As an example, if the filter and waveforms are both N points long, the first approach (i.e. convolution) produces a result that is N+N-1 points long, where the first half of this response is the filter filling up and the 2nd half is the filter emptying. To get a steady-state response, the filter needs to have fewer points than the waveform to be filtered.
Continuing this example with the second approach, and assuming the discrete time-domain waveform data is all real (not complex), the FFT of the filter and the waveform both produce FFTs of N points long. Multiplying both spectrums IFFT'ing the result produces a time-domain result also N points long. Here the response where the filter fills up and empties overlap each other in the time domain, and there's no steady state response. This is the effect of circular convolution. To avoid this, typically the filter size would be smaller than the waveform size and both would be zero-padded to allow space for the frequency convolution to expand in time after IFFT of the product of the two spectrums.
My question is, I often see work in the literature from well-established experts/companies where they have a discrete (real) time-domain waveform (N points), they FFT it, multiply it by some filter (also N points), and IFFT the result for subsequent processing. My naive thinking is this result should contain no steady-state response and thus should contain artifacts from the filter filling/emptying that would lead to errors in interpreting the resulting data, but I must be missing something. Under what circumstances can this be a valid approach?
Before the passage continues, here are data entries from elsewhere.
//! Catalog backed by a local directory.
//!
//! Keys are paths relative to the root with `/` separators, so a mirror of
//! the bucket laid out as `software_update/version.txt` behaves exactly
//! like the remote one. Useful for air-gapped installs and for tests.

use super::{CatalogEntry, ProgressFn, RemoteCatalog, discard_partial, finish_partial, partial_path};
use crate::constants::COPY_CHUNK_SIZE;
use crate::core::CatalogError;
use crate::updater::installer::archive_destination;
use async_trait::async_trait;
use std::io::ErrorKind;
use std::path::{Path, PathBuf};
use tokio::io::{AsyncReadExt, AsyncWriteExt};
use tracing::{debug, info};
use walkdir::WalkDir;

#[derive(Debug, Clone)]
pub struct LocalCatalog {
    root: PathBuf,
}

impl LocalCatalog {
    pub fn new(root: impl Into<PathBuf>) -> Self {
        Self { root: root.into() }
    }

    pub fn root(&self) -> &Path {
        &self.root
    }

    fn key_path(&self, key: &str) -> PathBuf {
        key.split('/')
            .filter(|segment| !segment.is_empty())
            .fold(self.root.clone(), |path, segment| path.join(segment))
    }

    fn open_error(&self, key: &str, path: &Path, e: std::io::Error) -> CatalogError {
        if e.kind() == ErrorKind::NotFound {
            CatalogError::MissingKey {
                key: key.to_string(),
            }
        } else {
            CatalogError::io(path, e)
        }
    }

    async fn copy_to(
        &self,
        source: &Path,
        partial: &Path,
        key: &str,
        on_progress: ProgressFn<'_>,
    ) -> Result<u64, CatalogError> {
        let mut input = tokio::fs::File::open(source)
            .await
            .map_err(|e| self.open_error(key, source, e))?;
        let total = input.metadata().await.ok().map(|m| m.len());
        let mut output = tokio::fs::File::create(partial)
            .await
            .map_err(|e| CatalogError::io(partial, e))?;

        let mut buffer = vec![0u8; COPY_CHUNK_SIZE];
        let mut loaded = 0u64;
        on_progress(loaded, total);

        loop {
            let read = input
                .read(&mut buffer)
                .await
                .map_err(|e| CatalogError::io(source, e))?;
            if read == 0 {
                break;
            }
            output
                .write_all(&buffer[..read])
                .await
                .map_err(|e| CatalogError::io(partial, e))?;
            loaded += read as u64;
            on_progress(loaded, total);
        }

        output.sync_all().await.map_err(|e| CatalogError::io(partial, e))?;
        Ok(loaded)
    }
}

#[async_trait]
impl RemoteCatalog for LocalCatalog {
    async fn list_keys(&self) -> Result<Vec<CatalogEntry>, CatalogError> {
        let root = self.root.clone();
        let entries = tokio::task::spawn_blocking(move || -> Result<Vec<CatalogEntry>, CatalogError> {
            let mut entries = Vec::new();
            for entry in WalkDir::new(&root).sort_by_file_name() {
                let entry = entry.map_err(|e| {
                    let path = e.path().map(Path::to_path_buf).unwrap_or_else(|| root.clone());
                    CatalogError::io(path, e.into())
                })?;
                if !entry.file_type().is_file() {
                    continue;
                }
                let Ok(relative) = entry.path().strip_prefix(&root) else {
                    continue;
                };
                let key = relative
                    .components()
                    .map(|c| c.as_os_str().to_string_lossy())
                    .collect::<Vec<_>>()
                    .join("/");
                entries.push(CatalogEntry::new(key));
            }
            Ok(entries)
        })
        .await
        .map_err(|e| CatalogError::InvalidListing {
            reason: format!("listing task failed: {e}"),
        })??;

        debug!("Listed {} key(s) under {}", entries.len(), self.root.display());
        Ok(entries)
    }

    async fn read_text_key(&self, key: &str) -> Result<String, CatalogError> {
        let path = self.key_path(key);
        tokio::fs::read_to_string(&path)
            .await
            .map_err(|e| self.open_error(key, &path, e))
    }

    async fn download_key(
        &self,
        key: &str,
        dest_dir: &Path,
        on_progress: ProgressFn<'_>,
    ) -> Result<PathBuf, CatalogError> {
        let source = self.key_path(key);
        let final_path = archive_destination(dest_dir, key);
        let partial = partial_path(&final_path);

        info!("Copying {} to {}", source.display(), final_path.display());
        match self.copy_to(&source, &partial, key, on_progress).await {
            Ok(bytes) => {
                finish_partial(&partial, &final_path).await?;
                info!("Copied {bytes} bytes");
                Ok(final_path)
            }
            Err(e) => {
                discard_partial(&partial).await;
                Err(e)
            }
        }
    }
}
Any insight would be greatly appreciated
The basic problem is not about zero padding vs the assumed periodicity, but that Fourier analysis decomposes the signal into sine waves which, at the most basic level, are assumed to be infinite in extent. Both approaches are correct in that the IFFT using the full FFT will return the exact input waveform, and both approaches are incorrect in that using less than the full spectrum can lead to effects at the edges (that usually extend a few wavelengths). The only difference is in the details of what you assume fills in the rest of infinity, not in whether you are making an assumption.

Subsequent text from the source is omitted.